I turn around and readjust. “What are you two doing here?”
“Amanda texted to let us know.”
“I hate her.”
“She’s your best friend. You can’t hate her.”
“Why isn’t she here doing the elf impression?”
“She’s delivering toys to needy kids.”
“Flimsy excuse.
” I look around the wall and see that Mommy Masochist is back in line, dragging a very chocolate-y Tycho. The line’s gotten a lot longer suddenly. Doubled, even.
“Wow,” I say. “The line’s really getting long.”
“Blame it on Hot Santa,” Amy says, pointing to Declan, who scowls.
“You look just like Chuckles!” Mom gasps.
It makes Declan’s frown darken. Even Mom backs off.
“Please don’t call my boyfriend ‘hot,’” I chide Amy. “It’s gross.”
“No,” she explains, pulling out her phone. “#HOTSANTA. Some mommy blogger who’s here at the mall started it on Twitter with pics of Declan getting dressed, and now Jessica Coffin’s made it go viral.”
“What?”
She’s holding up a picture of Declan in all his broad-chested, thick-pec glory, adjusting one red suspender and looking good enough to ride.
Like Santa’s sleigh.
“But, but—” he protests. “That was five minutes ago!” He’s rattled, and Declan doesn’t do rattled.
“Five minutes is like a day on Twitter. You could end up with a flashmob,” Amy says.
“Hot Santa, huh?” I smack his ass and send him on his way. “Time to go make some good little girls and boys very happy.”
“I think he’s got mostly naughty girls out there,” Mom says.
“Humph,” is all I can reply. I see the photographer out there, working the longer line, more cash changing hands. Greg trusted me to get this right, and I will. I march out there, ignoring my mom and sister, wondering if the day can get any weirder. By the time I get to the guy, he’s worked his way to the front of the line.

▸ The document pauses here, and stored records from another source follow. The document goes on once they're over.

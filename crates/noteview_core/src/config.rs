//! Presenter configuration.
//!
//! # Responsibility
//! - Hold the user options that change how notes are rendered.
//! - Load options from JSON text or a settings file and validate them.
//!
//! # Invariants
//! - Missing fields fall back to defaults; unknown fields are rejected.
//! - A loaded config is always validated before it is returned.

use serde::{Deserialize, Serialize};
use std::error::Error;
use std::fmt::{Display, Formatter};
use std::path::Path;

/// Embedded diagram editor entry page.
pub const DEFAULT_DIAGRAM_EDITOR_URL: &str = "qrc:///drawio/webapp/index.html";
/// Initial capacity of the reusable markup buffer.
pub const DEFAULT_RENDER_BUFFER_CAPACITY: usize = 10_000;

const MIN_ZOOM_FACTOR: f32 = 0.25;
const MAX_ZOOM_FACTOR: f32 = 5.0;

pub type ConfigResult<T> = Result<T, ConfigError>;

#[derive(Debug)]
pub enum ConfigError {
    Io(std::io::Error),
    Parse(serde_json::Error),
    Invalid { field: &'static str, message: String },
}

impl Display for ConfigError {
    fn fmt(&self, f: &mut Formatter<'_>) -> std::fmt::Result {
        match self {
            Self::Io(err) => write!(f, "failed to read config: {err}"),
            Self::Parse(err) => write!(f, "failed to parse config: {err}"),
            Self::Invalid { field, message } => write!(f, "invalid config `{field}`: {message}"),
        }
    }
}

impl Error for ConfigError {
    fn source(&self) -> Option<&(dyn Error + 'static)> {
        match self {
            Self::Io(err) => Some(err),
            Self::Parse(err) => Some(err),
            Self::Invalid { .. } => None,
        }
    }
}

impl From<std::io::Error> for ConfigError {
    fn from(value: std::io::Error) -> Self {
        Self::Io(value)
    }
}

impl From<serde_json::Error> for ConfigError {
    fn from(value: serde_json::Error) -> Self {
        Self::Parse(value)
    }
}

/// How scroll position is carried across re-renders.
#[derive(Debug, Clone, Copy, PartialEq, Eq, Default, Serialize, Deserialize)]
#[serde(rename_all = "snake_case")]
pub enum ScrollBackend {
    /// The display surface exposes its scrollbar; restore after rendering.
    #[default]
    Direct,
    /// The surface can only be scrolled by the document itself.
    Scripted,
}

#[derive(Debug, Clone, PartialEq, Serialize, Deserialize)]
#[serde(default, deny_unknown_fields)]
pub struct PresenterConfig {
    /// Wrap bare URLs in persisted note views.
    pub autolinking: bool,
    /// Double click on the note view opens the editor.
    pub double_click_to_edit: bool,
    pub html_zoom_factor: f32,
    pub diagram_editor_url: String,
    pub render_buffer_capacity: usize,
    pub scroll_backend: ScrollBackend,
}

impl Default for PresenterConfig {
    fn default() -> Self {
        Self {
            autolinking: true,
            double_click_to_edit: true,
            html_zoom_factor: 1.0,
            diagram_editor_url: DEFAULT_DIAGRAM_EDITOR_URL.to_string(),
            render_buffer_capacity: DEFAULT_RENDER_BUFFER_CAPACITY,
            scroll_backend: ScrollBackend::default(),
        }
    }
}

impl PresenterConfig {
    /// Parses and validates a JSON settings document.
    pub fn from_json_str(text: &str) -> ConfigResult<Self> {
        let config: Self = serde_json::from_str(text)?;
        config.validate()?;
        Ok(config)
    }

    /// Reads, parses and validates a JSON settings file.
    pub fn load(path: impl AsRef<Path>) -> ConfigResult<Self> {
        let text = std::fs::read_to_string(path.as_ref())?;
        Self::from_json_str(&text)
    }

    pub fn validate(&self) -> ConfigResult<()> {
        if !self.html_zoom_factor.is_finite()
            || !(MIN_ZOOM_FACTOR..=MAX_ZOOM_FACTOR).contains(&self.html_zoom_factor)
        {
            return Err(ConfigError::Invalid {
                field: "html_zoom_factor",
                message: format!(
                    "{} is outside {MIN_ZOOM_FACTOR}..={MAX_ZOOM_FACTOR}",
                    self.html_zoom_factor
                ),
            });
        }
        if self.diagram_editor_url.trim().is_empty() {
            return Err(ConfigError::Invalid {
                field: "diagram_editor_url",
                message: "must not be empty".to_string(),
            });
        }
        if self.diagram_editor_url.contains(['\'', '"', '<', '>']) {
            return Err(ConfigError::Invalid {
                field: "diagram_editor_url",
                message: "must not contain quotes or angle brackets".to_string(),
            });
        }
        Ok(())
    }
}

The new photographer ignores my outstretched hand as I try to introduce myself and says something in a clipped, accented voice to the mom standing with her little boy. She smiles nervously at him, clearly not understanding a word he says. He sounds like a mix of a Russian hit man and the Swedish chef from the Muppets.
Which means he’ll probably shoot me dead with a silenced gun and have my body made into something they serve at the shady burger joint in the mall food court before he finishes a cigarette.
“Come here! Look here!” he says in that severe accent, his eyes dead. The guy could be anywhere from twenty to fifty, with a face so angular you could use it to dig a hole under the Berlin Wall (circa 1988).